Em caráter emergencial, devido aos casos de tentativa e realização de suicídios entre estudantes, foi criada a frente de enfrentamento ao suicídio do estudante da UFSCAR que visa ao cuidado dos casos já existentes, disponibilizar informações para a prevenção de novos casos e, ainda, a promoção de saúde mental. Da mesma maneira, devido à já constatada alta prevalência de casos de AIDS e Sífilis entre os estudantes da UFSCAR, além dos relatos de abuso de substâncias psicoativas, foi pensado no eixo de redução de danos, que, no primeiro semestre de 2018 funcionará como capacitação interna sobre a teoria e a prática da redução de danos.

Em um modelo de sistema universal de Saúde, é impensável que essas ações estejam desconectadas das redes sanitárias das quatro cidades em que estão os campi da UFSCAR. As estratégias integradas servem, inclusive, para evitar que a Universidade assuma responsabilidades que são municipais, especialmente, no âmbito do tratamento. A ideia é garantir a continuidade de cuidados: promoção e prevenção em saúde mental no âmbito universitário, com tratamento nas RAPS. Portanto, o eixo de articulação com as redes de atenção busca criar uma agenda comum de pactuações, distribuição adequada de responsabilidades e tensionamento político na busca de soluções.
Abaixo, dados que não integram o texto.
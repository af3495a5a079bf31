//! Integration tests for convergence logging through the solver handle.
//!
//! Tests cover the final relative residual rule at and below the iteration
//! budget, disabled logging, the convergence table stride, and the history
//! lifecycle states.

mod helpers;

use approx::assert_relative_eq;
use ruvector_ssamg::comm::SerialGroup;
use ruvector_ssamg::config::SsamgConfig;
use ruvector_ssamg::error::SsamgError;
use ruvector_ssamg::history::HistoryState;
use ruvector_ssamg::solver::SsAmg;
use ruvector_ssamg::traits::ProcessGroup;

use helpers::{installed, on_ranks, Fixture};

fn logged(logging: usize, max_iterations: usize, print_level: usize) -> SsamgConfig {
    let mut config = SsamgConfig::default();
    config.set_logging(logging).unwrap();
    config.set_max_iterations(max_iterations).unwrap();
    config.set_print_level(print_level).unwrap();
    config
}

/// Record `norm[i] = 2^-i`, `rel[i] = i / 10` for `0..=iterations` and
/// finalize after `iterations`.
fn run(amg: &mut SsAmg<'_>, iterations: usize) {
    for i in 0..=iterations.min(amg.config().max_iterations()) {
        amg.record_residual(i, 0.5f64.powi(i as i32), i as f64 / 10.0)
            .unwrap();
    }
    amg.finalize(iterations).unwrap();
}

// ---------------------------------------------------------------------------
// Final relative residual
// ---------------------------------------------------------------------------

#[test]
fn test_exhausted_budget_reports_last_recorded_iteration() {
    let fx = Fixture::line(8);
    let mut amg = installed(&fx, 2, logged(1, 10, 0));
    run(&mut amg, 10);
    assert_eq!(amg.num_iterations(), 10);
    assert_relative_eq!(amg.final_relative_residual_norm().unwrap(), 0.9);
}

#[test]
fn test_early_exit_reports_post_solve_residual() {
    let fx = Fixture::line(8);
    let mut amg = installed(&fx, 2, logged(1, 10, 0));
    run(&mut amg, 4);
    assert_eq!(amg.num_iterations(), 4);
    assert_relative_eq!(amg.final_relative_residual_norm().unwrap(), 0.4);
}

#[test]
fn test_disabled_logging_keeps_only_the_iteration_count() {
    let fx = Fixture::line(8);
    let mut amg = installed(&fx, 1, logged(0, 10, 3));
    run(&mut amg, 6);

    assert_eq!(amg.num_iterations(), 6);
    assert!(amg.history().is_none());
    assert!(matches!(
        amg.final_relative_residual_norm(),
        Err(SsamgError::LoggingDisabled)
    ));
    assert_eq!(amg.print_logging(&SerialGroup).unwrap(), None);
}

#[test]
fn test_zero_budget_is_a_configuration_error() {
    let fx = Fixture::line(8);
    let mut amg = installed(&fx, 1, logged(1, 0, 0));
    amg.record_residual(0, 1.0, 1.0).unwrap();
    amg.finalize(0).unwrap();
    assert!(matches!(
        amg.final_relative_residual_norm(),
        Err(SsamgError::InvalidConfiguration { name: "max_iterations", .. })
    ));
}

#[test]
fn test_residuals_need_a_hierarchy() {
    let mut amg = SsAmg::create(&SerialGroup);
    assert!(matches!(
        amg.record_residual(0, 1.0, 1.0),
        Err(SsamgError::PreconditionViolation(_))
    ));
    assert_eq!(amg.num_iterations(), 0);
}

// ---------------------------------------------------------------------------
// History lifecycle
// ---------------------------------------------------------------------------

#[test]
fn test_history_moves_through_its_states() {
    let fx = Fixture::line(8);
    let mut amg = installed(&fx, 1, logged(1, 5, 0));
    assert_eq!(amg.history().unwrap().state(), HistoryState::Uninitialized);
    assert_eq!(amg.history().unwrap().norms().len(), 6);

    amg.record_residual(0, 1.0, 1.0).unwrap();
    assert_eq!(amg.history().unwrap().state(), HistoryState::Recording);

    amg.finalize(0).unwrap();
    assert_eq!(amg.history().unwrap().state(), HistoryState::Finalized);
    assert!(matches!(
        amg.record_residual(1, 0.5, 0.5),
        Err(SsamgError::PreconditionViolation(_))
    ));
    assert!(amg.finalize(1).is_err());
}

#[test]
fn test_iteration_beyond_budget_is_rejected() {
    let fx = Fixture::line(8);
    let mut amg = installed(&fx, 1, logged(1, 3, 0));
    assert!(amg.record_residual(3, 0.1, 0.1).is_ok());
    assert!(matches!(
        amg.record_residual(4, 0.1, 0.1),
        Err(SsamgError::PreconditionViolation(_))
    ));
}

// ---------------------------------------------------------------------------
// Convergence table
// ---------------------------------------------------------------------------

#[test]
fn test_convergence_table_stride() {
    let fx = Fixture::line(8);
    let mut amg = installed(&fx, 1, logged(2, 20, 3));
    run(&mut amg, 8);

    let rows = amg.print_logging(&SerialGroup).unwrap().unwrap();
    let iterations: Vec<_> = rows.iter().map(|r| r.iteration).collect();
    assert_eq!(iterations, vec![0, 3, 6, 7]);

    assert_relative_eq!(rows[0].rate, 1.0);
    assert_relative_eq!(rows[1].norm, 0.125);
    assert_relative_eq!(rows[1].rate, 0.5);
    assert_relative_eq!(rows[3].relative_norm, 0.7);
}

#[test]
fn test_convergence_table_does_not_repeat_last_row() {
    let fx = Fixture::line(8);
    let mut amg = installed(&fx, 1, logged(2, 20, 2));
    run(&mut amg, 7);

    let rows = amg.print_logging(&SerialGroup).unwrap().unwrap();
    let iterations: Vec<_> = rows.iter().map(|r| r.iteration).collect();
    assert_eq!(iterations, vec![0, 2, 4, 6]);
}

#[test]
fn test_convergence_table_needs_detailed_logging() {
    let fx = Fixture::line(8);
    let mut amg = installed(&fx, 1, logged(1, 20, 1));
    run(&mut amg, 3);
    assert_eq!(amg.print_logging(&SerialGroup).unwrap(), None);
}

#[test]
fn test_convergence_table_is_root_only() {
    let printed = on_ranks(3, |c| {
        let fx = Fixture::line(4);
        let mut amg = SsAmg::with_config(c, logged(2, 5, 1));
        let hierarchy = helpers::build_hierarchy(&fx, 1, amg.config());
        amg.install(hierarchy).unwrap();
        run(&mut amg, 2);
        (c.rank(), amg.print_logging(c).unwrap().map(|rows| rows.len()))
    });
    assert_eq!(printed, vec![(0, Some(2)), (1, None), (2, None)]);
}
Finalmente, pretende-se disponibilizar, de maneira acessível, as informações oriundas de todos esses eixos, por meio de uma cartilha que tenha como público a comunidade universitária.

As ações ainda estão no seu estágio inicial. Neste momento, é possível apontar para a integração dos diversos atores que trabalham com Saúde Mental na UFSCAR, a criação de um grupo de trabalho especialmente dedicado ao tema e a construção de uma agenda de ações comum e integrada.

A criação e execução desta política, em um período de ataque direto aos serviços públicos, em especial os da Educação e da Saúde, são, sobretudo, uma estratégia de resistência. Permitem que os alunos dos diversos cursos envolvidos aprendam como criar, executar, acompanhar e avaliar uma política pública em Atenção Psicossocial em um momento em que o próprio Ministério da Saúde faz violentos ataques ao modelo. Avança, mesmo com todas as adversidades causadas pelos cortes financeiros e demais estratégias criadas para destruir as políticas públicas sociais.